E' importante riflettere sui nostri comportamenti alimentari e riconoscere l'eventuale amplificarsi di condotte anomale e lesive che possono sfociare in un vero e proprio disturbo dell'alimentazione, come la bulimia. Le manifestazioni di questa patologia, che etimologicamente ci rimanda ad una “fame da bue”, si possono riassumere in un circolo vizioso fra grandi assunzioni e conseguenti eliminazioni di cibo, circuito difficile da interrompere e che si autorinforza, alimentato da grandi sensi di colpa.

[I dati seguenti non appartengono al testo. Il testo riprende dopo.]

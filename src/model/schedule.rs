use chrono::{Datelike, NaiveDate, NaiveTime};
use serde::{Deserialize, Serialize};
use std::collections::HashSet;
use strum_macros::{Display, EnumIter};
use utoipa::ToSchema;

/// Day of the week as the single letter stored in `schedules.weekday`.
#[derive(Debug, Copy, Clone, Eq, PartialEq, Display, EnumIter, Serialize, Deserialize)]
pub enum Weekday {
    #[serde(rename = "L")]
    #[strum(serialize = "L")]
    Monday,
    #[serde(rename = "M")]
    #[strum(serialize = "M")]
    Tuesday,
    #[serde(rename = "X")]
    #[strum(serialize = "X")]
    Wednesday,
    #[serde(rename = "J")]
    #[strum(serialize = "J")]
    Thursday,
    #[serde(rename = "V")]
    #[strum(serialize = "V")]
    Friday,
    #[serde(rename = "S")]
    #[strum(serialize = "S")]
    Saturday,
    #[serde(rename = "D")]
    #[strum(serialize = "D")]
    Sunday,
}

impl Weekday {
    pub fn from_letter(letter: &str) -> Option<Self> {
        match letter.trim().to_ascii_uppercase().as_str() {
            "L" => Some(Weekday::Monday),
            "M" => Some(Weekday::Tuesday),
            "X" => Some(Weekday::Wednesday),
            "J" => Some(Weekday::Thursday),
            "V" => Some(Weekday::Friday),
            "S" => Some(Weekday::Saturday),
            "D" => Some(Weekday::Sunday),
            _ => None,
        }
    }

    pub fn of(date: NaiveDate) -> Self {
        match date.weekday() {
            chrono::Weekday::Mon => Weekday::Monday,
            chrono::Weekday::Tue => Weekday::Tuesday,
            chrono::Weekday::Wed => Weekday::Wednesday,
            chrono::Weekday::Thu => Weekday::Thursday,
            chrono::Weekday::Fri => Weekday::Friday,
            chrono::Weekday::Sat => Weekday::Saturday,
            chrono::Weekday::Sun => Weekday::Sunday,
        }
    }
}

#[derive(Debug, Clone, sqlx::FromRow)]
pub struct ScheduleRow {
    pub id: u64,
    pub weekday: String,
    pub start_time: NaiveTime,
    pub end_time: NaiveTime,
}

/// One slot of a working-hours template.
#[derive(Debug, Clone, PartialEq, Eq, Serialize, ToSchema)]
pub struct Schedule {
    #[schema(example = 3)]
    pub id: u64,
    #[schema(example = "L", value_type = String)]
    pub weekday: Weekday,
    #[schema(example = "08:00:00", value_type = String)]
    pub start_time: NaiveTime,
    #[schema(example = "15:00:00", value_type = String)]
    pub end_time: NaiveTime,
}

impl Schedule {
    pub fn hours(&self) -> f64 {
        (self.end_time - self.start_time).num_seconds() as f64 / 3600.0
    }

    pub fn contains(&self, time: NaiveTime) -> bool {
        self.start_time <= time && time <= self.end_time
    }
}

impl TryFrom<ScheduleRow> for Schedule {
    type Error = String;

    fn try_from(row: ScheduleRow) -> Result<Self, Self::Error> {
        let weekday = Weekday::from_letter(&row.weekday)
            .ok_or_else(|| format!("schedule {} has unknown weekday `{}`", row.id, row.weekday))?;
        Ok(Self {
            id: row.id,
            weekday,
            start_time: row.start_time,
            end_time: row.end_time,
        })
    }
}

/// Slots not yet consumed by an active clock entry, ordered by start.
pub fn unassigned<'a>(slots: &'a [Schedule], taken: &HashSet<u64>) -> Vec<&'a Schedule> {
    let mut free: Vec<&Schedule> = slots.iter().filter(|s| !taken.contains(&s.id)).collect();
    free.sort_by_key(|s| s.start_time);
    free
}

/// Slot a clock entry starting at `time` belongs to.
///
/// A free slot containing `time` wins; otherwise the earliest free slot that
/// starts later.
pub fn closest<'a>(
    slots: &'a [Schedule],
    taken: &HashSet<u64>,
    time: NaiveTime,
) -> Option<&'a Schedule> {
    let free = unassigned(slots, taken);
    free.iter()
        .find(|s| s.contains(time))
        .or_else(|| free.iter().find(|s| s.start_time > time))
        .copied()
}

#[cfg(test)]
mod tests {
    use super::*;

    fn t(h: u32, m: u32) -> NaiveTime {
        NaiveTime::from_hms_opt(h, m, 0).unwrap()
    }

    fn slot(id: u64, from: (u32, u32), to: (u32, u32)) -> Schedule {
        Schedule {
            id,
            weekday: Weekday::Monday,
            start_time: t(from.0, from.1),
            end_time: t(to.0, to.1),
        }
    }

    fn split_day() -> Vec<Schedule> {
        vec![slot(2, (16, 0), (19, 0)), slot(1, (8, 0), (14, 0))]
    }

    #[test]
    fn slot_containing_the_time_wins() {
        let slots = split_day();
        let found = closest(&slots, &HashSet::new(), t(9, 30)).unwrap();
        assert_eq!(found.id, 1);
    }

    #[test]
    fn falls_back_to_next_slot_when_between_slots() {
        let slots = split_day();
        let found = closest(&slots, &HashSet::new(), t(15, 0)).unwrap();
        assert_eq!(found.id, 2);
    }

    #[test]
    fn skips_slots_already_taken() {
        let slots = split_day();
        let taken = HashSet::from([1]);
        let found = closest(&slots, &taken, t(9, 0)).unwrap();
        assert_eq!(found.id, 2);
    }

    #[test]
    fn none_after_last_slot_or_when_all_taken() {
        let slots = split_day();
        assert!(closest(&slots, &HashSet::new(), t(20, 0)).is_none());
        assert!(closest(&slots, &HashSet::from([1, 2]), t(7, 0)).is_none());
        assert!(closest(&[], &HashSet::new(), t(7, 0)).is_none());
    }

    #[test]
    fn unassigned_is_ordered_by_start() {
        let slots = split_day();
        let ids: Vec<u64> = unassigned(&slots, &HashSet::new()).iter().map(|s| s.id).collect();
        assert_eq!(ids, vec![1, 2]);
    }

    #[test]
    fn hours_and_weekday_letters() {
        assert_eq!(slot(1, (8, 0), (15, 30)).hours(), 7.5);
        assert_eq!(Weekday::from_letter("x"), Some(Weekday::Wednesday));
        assert_eq!(Weekday::from_letter("Q"), None);
        assert_eq!(Weekday::Wednesday.to_string(), "X");
        let monday = NaiveDate::from_ymd_opt(2025, 3, 3).unwrap();
        assert_eq!(Weekday::of(monday), Weekday::Monday);
    }
}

Nel momento in cui si arriva alla consapevolezza di avere un vero e proprio problema legato al cibo, è importante potersi concedere di chiedere aiuto a figure esperte, senza il timore di venire giudicati, anche se magari pensiamo di non essere disposti a modificare i nostri comportamenti tanto facilmente. Nello specifico, si può parlare di bulimia se almeno una volta alla settimana nell'arco di tre mesi ci è capitato di avere delle abbuffate e delle condotte compensatorie. Aver quindi ingerito grandi quantità di cibo, senza riuscire a smettere o controllare cosa o quanto si sta mangiando e aver poi messo in atto comportamenti per prevenire l’aumento di peso, come il vomito autoindotto, l'uso di lassativi o diuretici, il digiuno o un'attività fisica eccessiva. Un altro fattore molto importante da considerare è quanto i nostri livelli di autostima siano influenzati dalla forma e dal peso del nostro corpo e quanto sia grande la preoccupazione per la nostra immagine, fino a giungere ad una visione distorta di essa.
Un percorso terapeutico per affrontare un disturbo dell'alimentazione come la bulimia, non può prescindere dall'essere un percorso integrato: da un lato è importante essere aiutati nella gestione e graduale modificazione dei comportamenti alimentari disfunzionali e dall'altro comprendere e lavorare sulle problematiche sottostanti. All'interno del Consultorio Antera Onlus è possibile essere supportati su entrambi questi aspetti costantemente interconnessi, proprio attraverso la continua connessione e il confronto fra i diversi professionisti, nutrizionista, medico dietologo e psicoterapeuta. Questo lavoro in sinergia permette di intervenire contemporaneamente sia su aspetti fisici e organici, che intrapsichici dell'individuo, con attenzione al suo contesto familiare e sociale di appartenenza, contestualizzando il sintomo alimentare all'interno di essi e fornendo nuovi strumenti di crescita alla persona.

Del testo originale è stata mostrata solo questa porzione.